For my family and for New Orleans, the ramifications of Madeleine's death continue. I won't go into the family stuff, because it's not my place. Suffice it to say that such a profound loss makes those close to it question everything—to look back and wonder what went wrong, how such a thing could have happened. And of course these are questions that are almost impossible to answer in anything deeper than a clinical sense. One of my cousins and I spoke at length about the concept of "closure." Is such a thing possible? Is it desirable? How does one achieve it? Why does one seek it? Really what we were talking about was how one can continue after the death of a child.
Over the weekend, there were two arrests made in the case, and so these and other questions will start to be discussed more publicly.
Madeleine's death has resonated in part because New Orleans is a struggling place and the question of its future is so urgent. If the city is in any way a threat to its children, how can the city have a future?

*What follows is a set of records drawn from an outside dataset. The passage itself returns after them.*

impl PredictiveSwerveKinematics {
    /// Create a solver for modules mounted at `module_offsets` (body frame,
    /// relative to the chassis center). The layout is not validated.
    pub fn new(module_offsets: impl Into<Vec<Translation2d>>) -> Self {
        Self {
            module_offsets: module_offsets.into(),
            zero_curvature: ZeroCurvature::Preserve,
        }
    }

    pub fn with_zero_curvature(mut self, zero_curvature: ZeroCurvature) -> Self {
        if let ZeroCurvature::ChordFallback { epsilon } = zero_curvature {
            warn!(
                "Chord fallback enabled (epsilon {:e} rad): straight module motion will report chord speed instead of zero",
                epsilon
            );
        }
        self.zero_curvature = zero_curvature;
        self
    }

    pub fn module_count(&self) -> usize {
        self.module_offsets.len()
    }

    pub fn module_offsets(&self) -> &[Translation2d] {
        &self.module_offsets
    }

    pub fn zero_curvature(&self) -> ZeroCurvature {
        self.zero_curvature
    }

    /// Chassis pose one cycle ahead, extrapolated linearly
    pub fn estimate_pose(speeds: ChassisSpeeds, current_pose: Pose2d) -> Pose2d {
        Pose2d::new(
            current_pose.x() + speeds.vx * CYCLE_SECONDS,
            current_pose.y() + speeds.vy * CYCLE_SECONDS,
            current_pose
                .rotation
                .plus(Rotation2d::from_radians(speeds.omega * CYCLE_SECONDS)),
        )
    }

    /// Compute the module commands for the upcoming cycle.
    ///
    /// # Arguments
    /// * `speeds` - Commanded chassis velocity
    /// * `current_pose` - Chassis pose at the start of the cycle
    /// * `prev_states` - Last cycle's module commands, in geometry order
    ///
    /// # Errors
    /// `ModuleCountMismatch` if `prev_states` does not have one entry per module.
    pub fn to_module_states(
        &self,
        speeds: ChassisSpeeds,
        current_pose: Pose2d,
        prev_states: &[SwerveModuleState],
    ) -> Result<Vec<SwerveModuleState>> {
        if prev_states.len() != self.module_count() {
            return Err(KinematicsError::ModuleCountMismatch {
                expected: self.module_count(),
                actual: prev_states.len(),
            });
        }

        let estimated_pose = Self::estimate_pose(speeds, current_pose);
        debug!(command = %speeds, pose = %current_pose, estimated = %estimated_pose, "Predicting module states");

        // Chassis rotation over the cycle, removed from each module's world-frame turn
        let chassis_turn = estimated_pose
            .rotation
            .minus(current_pose.rotation)
            .radians();

        let states: Vec<SwerveModuleState> = self
            .module_offsets
            .iter()
            .zip(prev_states)
            .map(|(&offset, prev)| {
                let current_pos =
                    current_pose.translation + offset.rotate_by(current_pose.rotation);
                let estimated_pos =
                    estimated_pose.translation + offset.rotate_by(estimated_pose.rotation);
                self.module_state(estimated_pos - current_pos, current_pose.rotation, prev, chassis_turn)
            })
            .collect();

        for (i, state) in states.iter().enumerate() {
            debug!(module = i, state = %state, "Module state");
        }
        Ok(states)
    }

    fn module_state(
        &self,
        delta: Translation2d,
        chassis_heading: Rotation2d,
        prev: &SwerveModuleState,
        chassis_turn: f64,
    ) -> SwerveModuleState {
        let chord = delta.norm();
        if chord <= MIN_DIRECTION_NORM {
            // No displacement, so no direction to steer toward
            return prev.stopped();
        }

        let reference = prev.angle.rotate_by(chassis_heading);
        let alpha = delta.angle().minus(reference).radians();

        if let ZeroCurvature::ChordFallback { epsilon } = self.zero_curvature {
            if alpha.abs() <= epsilon {
                return SwerveModuleState::new(chord / CYCLE_SECONDS, prev.angle);
            }
        }

        // Isosceles triangle of two radii and the chord, apex angle 2 * alpha
        let radius = if alpha != 0.0 {
            chord * (FRAC_PI_2 - alpha).sin() / (alpha * 2.0).sin()
        } else {
            0.0
        };
        let speed = alpha * 2.0 * radius / CYCLE_SECONDS;
        let heading = prev.angle.radians() + 2.0 * alpha - chassis_turn;

        SwerveModuleState::new(speed, Rotation2d::from_radians(heading))
    }

    /// Forward kinematics (module states to chassis velocity). Never computed.
    ///
    /// # Errors
    /// Always `ForwardKinematicsUnimplemented`.
    pub fn to_chassis_speeds(&self, _states: &[SwerveModuleState]) -> Result<ChassisSpeeds> {
        Err(KinematicsError::ForwardKinematicsUnimplemented)
    }

    /// The null chassis velocity for callers that expect a value from forward kinematics
    pub fn to_chassis_speeds_or_zero(&self, states: &[SwerveModuleState]) -> ChassisSpeeds {
        self.to_chassis_speeds(states).unwrap_or_default()
    }

    /// Zero speed on every module, headings held
    pub fn hold_states(prev_states: &[SwerveModuleState]) -> Vec<SwerveModuleState> {
        prev_states.iter().map(SwerveModuleState::stopped).collect()
    }
}

#[cfg(test)]
mod tests {
    use super::*;
    use crate::kinematics::geometry::wrap_angle;
    use std::f64::consts::{FRAC_PI_4, PI};

    const EPSILON: f64 = 1e-9;

    fn square_layout() -> PredictiveSwerveKinematics {
        PredictiveSwerveKinematics::new(vec![
            Translation2d::new(0.3, 0.3),
            Translation2d::new(0.3, -0.3),
            Translation2d::new(-0.3, 0.3),
            Translation2d::new(-0.3, -0.3),
        ])
    }

    fn headings(states: &[SwerveModuleState]) -> Vec<f64> {
        states.iter().map(|s| s.angle.radians()).collect()
    }

    fn same_angle(a: f64, b: f64) -> bool {
        wrap_angle(a - b).abs() < 1e-6
    }

    #[test]
    fn test_translation_reports_zero_speed_without_curvature() {
        // 1 m/s forward from rest: every chord lines up with the previous heading,
        // alpha is exactly zero and so is the speed
        let kinematics = square_layout();
        let prev = vec![SwerveModuleState::default(); 4];
        let speeds = ChassisSpeeds::new(1.0, 0.0, 0.0);

        let estimated = PredictiveSwerveKinematics::estimate_pose(speeds, Pose2d::default());
        assert!((estimated.x() - 0.02).abs() < EPSILON);
        assert_eq!(estimated.y(), 0.0);

        let states = kinematics
            .to_module_states(speeds, Pose2d::default(), &prev)
            .unwrap();
        for state in &states {
            assert_eq!(state.speed, 0.0);
            assert_eq!(state.angle.radians(), 0.0);
        }
    }

    #[test]
    fn test_chord_fallback_reports_chord_speed() {
        let kinematics =
            square_layout().with_zero_curvature(ZeroCurvature::ChordFallback { epsilon: 1e-9 });
        let prev = vec![SwerveModuleState::default(); 4];
        let states = kinematics
            .to_module_states(ChassisSpeeds::new(1.0, 0.0, 0.0), Pose2d::default(), &prev)
            .unwrap();
        for state in &states {
            assert!((state.speed - 1.0).abs() < 1e-9, "speed {}", state.speed);
            assert_eq!(state.angle.radians(), 0.0);
        }
    }

    #[test]
    fn test_chord_fallback_ignored_above_epsilon() {
        let preserve = square_layout();
        let fallback =
            square_layout().with_zero_curvature(ZeroCurvature::ChordFallback { epsilon: 1e-3 });
        let prev = vec![SwerveModuleState::default(); 4];
        let speeds = ChassisSpeeds::new(0.5, 0.5, 0.0);

        let a = preserve.to_module_states(speeds, Pose2d::default(), &prev).unwrap();
        let b = fallback.to_module_states(speeds, Pose2d::default(), &prev).unwrap();
        assert_eq!(a, b);
    }

    #[test]
    fn test_zero_motion_holds_headings() {
        let kinematics = square_layout();
        let prev = vec![
            SwerveModuleState::new(0.4, Rotation2d::from_radians(0.5)),
            SwerveModuleState::new(-0.2, Rotation2d::from_radians(-1.0)),
            SwerveModuleState::new(0.0, Rotation2d::from_radians(2.0)),
            SwerveModuleState::new(1.0, Rotation2d::from_radians(0.0)),
        ];
        let pose = Pose2d::new(1.5, -2.0, Rotation2d::from_radians(0.7));

        let states = kinematics
            .to_module_states(ChassisSpeeds::default(), pose, &prev)
            .unwrap();
        assert_eq!(states, PredictiveSwerveKinematics::hold_states(&prev));
        for (state, before) in states.iter().zip(&prev) {
            assert_eq!(state.speed, 0.0);
            assert_eq!(state.angle, before.angle);
        }
    }

    #[test]
    fn test_straight_line_is_uniform_across_modules() {
        let kinematics = square_layout();
        let prev = vec![SwerveModuleState::default(); 4];
        let states = kinematics
            .to_module_states(ChassisSpeeds::new(1.0, 1.0, 0.0), Pose2d::default(), &prev)
            .unwrap();
        println!("Diagonal: {:?}", states);

        // Chord at 45° from the previous heading: alpha = PI/4, heading turns by 2 * alpha
        for state in &states {
            assert!((state.angle.radians() - 2.0 * FRAC_PI_4).abs() < 1e-6);
            assert!((state.speed - states[0].speed).abs() < EPSILON);
            assert!((state.speed - FRAC_PI_4 * 2.0).abs() < 1e-6);
        }
    }

    #[test]
    fn test_linear_command_is_not_rotated_by_heading() {
        // Chassis faces +y; vx still moves it along field +x
        let kinematics =
            square_layout().with_zero_curvature(ZeroCurvature::ChordFallback { epsilon: 1e-9 });
        let pose = Pose2d::new(0.0, 0.0, Rotation2d::from_radians(PI / 2.0));
        // Body-frame -PI/2 points along field +x for this heading
        let prev = vec![SwerveModuleState::new(0.0, Rotation2d::from_radians(-PI / 2.0)); 4];

        let states = kinematics
            .to_module_states(ChassisSpeeds::new(1.0, 0.0, 0.0), pose, &prev)
            .unwrap();
        for state in &states {
            assert!((state.speed - 1.0).abs() < 1e-6, "speed {}", state.speed);
            assert_eq!(state.angle.radians(), -PI / 2.0);
        }
    }

    #[test]
    fn test_pure_rotation_gives_equal_tangential_speeds() {
        // Modules already steered tangent to the turn circle
        let kinematics = square_layout();
        let prev: Vec<SwerveModuleState> = kinematics
            .module_offsets()
            .iter()
            .map(|o| SwerveModuleState::new(0.0, Rotation2d::from_radians(o.angle().radians() + PI / 2.0)))
            .collect();

        let states = kinematics
            .to_module_states(ChassisSpeeds::new(0.0, 0.0, 1.0), Pose2d::default(), &prev)
            .unwrap();
        println!("Rotation: {:?}", states);

        let expected = 0.3 * 2.0_f64.sqrt(); // omega * module radius
        for (state, before) in states.iter().zip(&prev) {
            assert!((state.speed - expected).abs() < EPSILON, "speed {}", state.speed);
            assert!(same_angle(state.angle.radians(), before.angle.radians()));
        }
    }

    #[test]
    fn test_rotation_compensates_chassis_turn_in_heading() {
        let kinematics = PredictiveSwerveKinematics::new(vec![Translation2d::new(0.5, 0.0)]);
        let prev = vec![SwerveModuleState::new(0.0, Rotation2d::from_radians(PI / 2.0))];
        let pose = Pose2d::new(0.0, 0.0, Rotation2d::from_radians(1.0));
        let speeds = ChassisSpeeds::new(0.0, 0.0, 2.0);

        let states = kinematics.to_module_states(speeds, pose, &prev).unwrap();
        // Chord turns by half the chassis turn, so 2 * alpha cancels it
        assert!((states[0].speed - 1.0).abs() < EPSILON);
        assert!(same_angle(states[0].angle.radians(), PI / 2.0));
    }

    #[test]
    fn test_determinism() {
        let kinematics = square_layout();
        let prev = vec![
            SwerveModuleState::new(0.1, Rotation2d::from_radians(0.3)),
            SwerveModuleState::new(0.2, Rotation2d::from_radians(-0.4)),
            SwerveModuleState::new(0.3, Rotation2d::from_radians(1.2)),
            SwerveModuleState::new(0.4, Rotation2d::from_radians(-2.9)),
        ];
        let pose = Pose2d::new(3.0, 1.0, Rotation2d::from_radians(-0.6));
        let speeds = ChassisSpeeds::new(0.8, -0.3, 1.7);

        let first = kinematics.to_module_states(speeds, pose, &prev).unwrap();
        let second = kinematics.to_module_states(speeds, pose, &prev).unwrap();
        for (a, b) in first.iter().zip(&second) {
            assert_eq!(a.speed.to_bits(), b.speed.to_bits());
            assert_eq!(a.angle.radians().to_bits(), b.angle.radians().to_bits());
        }
    }

    #[test]
    fn test_module_count_follows_geometry() {
        let three = PredictiveSwerveKinematics::new(vec![
            Translation2d::new(0.25, 0.0),
            Translation2d::new(-0.125, 0.2165),
            Translation2d::new(-0.125, -0.2165),
        ]);
        let six = PredictiveSwerveKinematics::new(
            (0..6)
                .map(|i| Translation2d::new(0.4, 0.0).rotate_by(Rotation2d::from_degrees(60.0 * i as f64)))
                .collect::<Vec<_>>(),
        );
        let speeds = ChassisSpeeds::new(0.3, 0.2, 0.5);

        for kinematics in [three, six] {
            let n = kinematics.module_count();
            let prev = vec![SwerveModuleState::default(); n];
            let states = kinematics.to_module_states(speeds, Pose2d::default(), &prev).unwrap();
            assert_eq!(states.len(), n);
            assert!(headings(&states).iter().all(|h| h.is_finite()));
        }
    }

    #[test]
    fn test_mismatched_prev_states_fail() {
        let kinematics = square_layout();
        let prev = vec![SwerveModuleState::default(); 3];
        let result = kinematics.to_module_states(ChassisSpeeds::new(1.0, 0.0, 0.0), Pose2d::default(), &prev);
        assert_eq!(
            result,
            Err(KinematicsError::ModuleCountMismatch { expected: 4, actual: 3 })
        );
    }

    #[test]
    fn test_forward_kinematics_is_unimplemented() {
        let kinematics = square_layout();
        let states = vec![SwerveModuleState::new(1.0, Rotation2d::from_radians(0.3)); 4];
        assert_eq!(
            kinematics.to_chassis_speeds(&states),
            Err(KinematicsError::ForwardKinematicsUnimplemented)
        );
        assert_eq!(kinematics.to_chassis_speeds_or_zero(&states), ChassisSpeeds::default());
    }
}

My cousins, who love New Orleans passionately, urged me to tell people that much of what has been written about it is untrue; much of the city survived Katrina with relatively little damage, and in places such as the French Quarter and the Central Business District, you'd never know that such a horrific event happened.

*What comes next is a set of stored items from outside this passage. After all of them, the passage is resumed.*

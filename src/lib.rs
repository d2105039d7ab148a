pub mod config;
pub mod kinematics;
pub mod messages;
pub mod runtime;
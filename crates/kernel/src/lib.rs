//! Scene kernel: the registry of every object a generation pass instantiates.
//!
//! # Invariants
//! - All scene mutations flow through explicit operations and are logged.
//! - Iteration order is deterministic (BTreeMap keyed by counter-derived ids).

pub mod scene;

pub use scene::{EntityData, Scene, SceneEvent};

But as my cousin George put it, New Orleans, which was always a divided city, has become even more so after the storm. The fortunate remain, for the most part, fortunate; the poor are worse off than they were before.
My cousin Allen took me on a tour of the 9th ward, the area hardest hit by flooding, and it was a scene of astonishing desolation. Rows and rows of homesites where once were houses and now only concrete foundations remained.... Many houses left abandoned and hollowed-out since Katrina, still with the markings on their door indicating that rescuers had found a body within. As I said to Allen, it reminded me of Kosovo after the war, except that in Kosovo they were rebuilding with incredible fervor, and here, in this ward, rebuilding was spotty at best, and the area remained a wasteland. One would not want to be walking there at night....
Anyone with a heart can not help but wish for New Orleans to survive. It is a place of incredible mystery and magic and history and power and beauty, one of the great treasures of this country. But it's a terrible truth that, whether or not New Orleans survives, some of its most vulnerable will not.